Beginning with the first line of the data below, extract each line up to and including the one containing "every published response". Copy them exactly and add nothing.
[PROVIDED ENTRIES Boundary: Start]
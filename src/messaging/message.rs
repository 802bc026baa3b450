//! # Message Envelopes
//!
//! Transport-neutral envelopes for deliveries consumed from the task queue
//! and the correlated responses published back to callers.

use chrono::{DateTime, Utc};

/// Content type attached to every published response
pub const RESPONSE_CONTENT_TYPE: &str = "application/json";

/// One delivery consumed from the task queue.
///
/// `delivery_tag` is only meaningful on the channel that produced the
/// envelope; once that channel is gone the envelope must be dropped, never
/// acknowledged through a newer channel.
#[derive(Debug, Clone, PartialEq)]
pub struct TaskEnvelope {
    pub payload: Vec<u8>,
    pub delivery_tag: u64,
    pub reply_to: Option<String>,
    pub correlation_id: Option<String>,
    pub redelivered: bool,
    pub received_at: DateTime<Utc>,
}

impl TaskEnvelope {
    pub fn new(payload: Vec<u8>, delivery_tag: u64) -> Self {
        Self {
            payload,
            delivery_tag,
            reply_to: None,
            correlation_id: None,
            redelivered: false,
            received_at: Utc::now(),
        }
    }

    pub fn with_reply_to(mut self, reply_to: impl Into<String>) -> Self {
        self.reply_to = Some(reply_to.into());
        self
    }

    pub fn with_correlation_id(mut self, correlation_id: impl Into<String>) -> Self {
        self.correlation_id = Some(correlation_id.into());
        self
    }

    pub fn with_redelivered(mut self, redelivered: bool) -> Self {
        self.redelivered = redelivered;
        self
    }

    /// Milliseconds since the delivery was received
    pub fn elapsed_ms(&self) -> i64 {
        (Utc::now() - self.received_at).num_milliseconds().max(0)
    }

    /// Build the response addressed back to this envelope's caller.
    ///
    /// Returns `None` when the caller gave no reply destination.
    pub fn respond_with(&self, payload: Vec<u8>) -> Option<ResponseEnvelope> {
        let routing_key = self.reply_to.as_ref().filter(|r| !r.is_empty())?;
        Some(ResponseEnvelope {
            payload,
            routing_key: routing_key.clone(),
            correlation_id: self.correlation_id.clone(),
        })
    }
}

/// A response published to the default exchange, routed by the caller's
/// reply queue name.
#[derive(Debug, Clone, PartialEq)]
pub struct ResponseEnvelope {
    pub payload: Vec<u8>,
    pub routing_key: String,
    pub correlation_id: Option<String>,
}
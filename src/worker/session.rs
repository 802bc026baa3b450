//! # Channel Session
//!
//! One logical subscription on top of the supervisor's connection: a channel,
//! the declared queue, a prefetch of one and the consumer stream feeding the
//! bound handler. A session built on a dead connection is useless and is
//! rebuilt from scratch by calling [`ChannelSession::initialize`] again.

use std::sync::Arc;

use futures::StreamExt;
use tracing::{debug, info, warn};

use crate::constants::PREFETCH_COUNT;
use crate::handler::RequestHandler;
use crate::logging::log_error;
use crate::messaging::{
    BrokerChannel, DeliveryStream, MessagingError, MessagingResult, TaskEnvelope,
};
use crate::worker::supervisor::ConnectionSupervisor;

/// Channel, consumer and handler for one queue
pub struct ChannelSession {
    supervisor: Arc<ConnectionSupervisor>,
    queue_name: Option<String>,
    channel: Option<Box<dyn BrokerChannel>>,
    deliveries: Option<DeliveryStream>,
    handler: Option<Arc<dyn RequestHandler>>,
}

impl std::fmt::Debug for ChannelSession {
    fn fmt(&self, f: &mut std::fmt::Formatter<'_>) -> std::fmt::Result {
        f.debug_struct("ChannelSession")
            .field("queue_name", &self.queue_name)
            .field("ready", &self.is_ready())
            .finish_non_exhaustive()
    }
}

impl ChannelSession {
    pub fn new(supervisor: Arc<ConnectionSupervisor>) -> Self {
        Self {
            supervisor,
            queue_name: None,
            channel: None,
            deliveries: None,
            handler: None,
        }
    }

    /// (Re)build the subscription on `queue_name` and bind `handler`.
    ///
    /// Any channel left from a previous initialization is closed first, which
    /// hands its unacknowledged delivery back to the broker. Failures are
    /// logged and reported as `false`.
    pub async fn initialize(
        &mut self,
        queue_name: &str,
        handler: Arc<dyn RequestHandler>,
    ) -> bool {
        self.close().await;

        match Self::open(&self.supervisor, queue_name).await {
            Ok((channel, deliveries)) => {
                info!(
                    queue = %queue_name,
                    prefetch = PREFETCH_COUNT,
                    handler = %handler.name(),
                    "Channel session initialized"
                );
                self.queue_name = Some(queue_name.to_string());
                self.channel = Some(channel);
                self.deliveries = Some(deliveries);
                self.handler = Some(handler);
                true
            }
            Err(e) => {
                log_error(
                    "channel_session",
                    "initialize",
                    &e.to_string(),
                    Some(queue_name),
                );
                false
            }
        }
    }

    async fn open(
        supervisor: &ConnectionSupervisor,
        queue_name: &str,
    ) -> MessagingResult<(Box<dyn BrokerChannel>, DeliveryStream)> {
        let channel = supervisor.get_channel().await?;
        let deliveries = async {
            channel.queue_declare(queue_name).await?;
            channel.basic_qos(PREFETCH_COUNT).await?;
            channel.basic_consume(queue_name).await
        }
        .await;

        match deliveries {
            Ok(deliveries) => Ok((channel, deliveries)),
            Err(e) => {
                if let Err(close_err) = channel.close().await {
                    debug!(error = %close_err, "Failed to close half-initialized channel");
                }
                Err(e)
            }
        }
    }

    /// Next delivery from the consumer.
    ///
    /// `None` means the broker cancelled the consumer. An uninitialized
    /// session yields [`MessagingError::ConnectionUnavailable`].
    pub async fn next_delivery(&mut self) -> Option<MessagingResult<TaskEnvelope>> {
        match self.deliveries.as_mut() {
            Some(deliveries) => deliveries.next().await,
            None => Some(Err(MessagingError::ConnectionUnavailable)),
        }
    }

    pub fn channel(&self) -> Option<&dyn BrokerChannel> {
        self.channel.as_deref()
    }

    pub fn handler(&self) -> Option<&Arc<dyn RequestHandler>> {
        self.handler.as_ref()
    }

    pub fn queue_name(&self) -> Option<&str> {
        self.queue_name.as_deref()
    }

    pub fn is_ready(&self) -> bool {
        self.channel.is_some() && self.deliveries.is_some()
    }

    /// Drop the consumer and close the channel, if any
    pub async fn close(&mut self) {
        self.deliveries = None;
        if let Some(channel) = self.channel.take() {
            if let Err(e) = channel.close().await {
                warn!(error = %e, "Failed to close previous channel");
            }
        }
    }
}

#[cfg(test)]
mod tests {
    use super::*;
    use crate::handler::FnHandler;
    use crate::messaging::providers::InMemoryBroker;
    use std::time::Duration;

    fn echo() -> Arc<dyn RequestHandler> {
        Arc::new(FnHandler::new(|payload: &[u8]| payload.to_vec()))
    }

    async fn connected(broker: &InMemoryBroker) -> Arc<ConnectionSupervisor> {
        let supervisor = Arc::new(ConnectionSupervisor::new(
            Arc::new(broker.connector()),
            Duration::from_millis(10),
        ));
        supervisor.connect().await;
        supervisor
    }

    #[tokio::test]
    async fn test_initialize_declares_queue_and_consumes() {
        let broker = InMemoryBroker::new();
        let supervisor = connected(&broker).await;
        let mut session = ChannelSession::new(supervisor);

        assert!(session.initialize("python_task", echo()).await);
        assert!(session.is_ready());
        assert_eq!(session.queue_name(), Some("python_task"));

        broker.publish_task("python_task", b"hi".to_vec(), "replies", "c-1");
        let delivery = session.next_delivery().await.unwrap().unwrap();
        assert_eq!(delivery.payload, b"hi".to_vec());
    }

    #[tokio::test]
    async fn test_initialize_without_connection_returns_false() {
        let broker = InMemoryBroker::new();
        let supervisor = Arc::new(ConnectionSupervisor::new(
            Arc::new(broker.connector()),
            Duration::from_millis(10),
        ));
        let mut session = ChannelSession::new(supervisor);

        assert!(!session.initialize("python_task", echo()).await);
        assert!(!session.is_ready());
        assert!(matches!(
            session.next_delivery().await,
            Some(Err(MessagingError::ConnectionUnavailable))
        ));
    }

    #[tokio::test]
    async fn test_reinitialize_returns_unacked_delivery() {
        let broker = InMemoryBroker::new();
        let supervisor = connected(&broker).await;
        let mut session = ChannelSession::new(supervisor);
        assert!(session.initialize("python_task", echo()).await);

        broker.publish_task("python_task", b"job".to_vec(), "replies", "c-1");
        let first = session.next_delivery().await.unwrap().unwrap();
        assert!(!first.redelivered);

        assert!(session.initialize("python_task", echo()).await);
        let again = session.next_delivery().await.unwrap().unwrap();
        assert!(again.redelivered);
        assert_eq!(again.correlation_id.as_deref(), Some("c-1"));
    }
}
[PROVIDED ENTRIES Boundary: End]
→ YOUR SOLUTION
filename src/messaging/message.rs
repository 802bc026baa3b450
//! # Message Envelopes
//!
//! Transport-neutral envelopes for deliveries consumed from the task queue
//! and the correlated responses published back to callers.

use chrono::{DateTime, Utc};

/// Content type attached to every published response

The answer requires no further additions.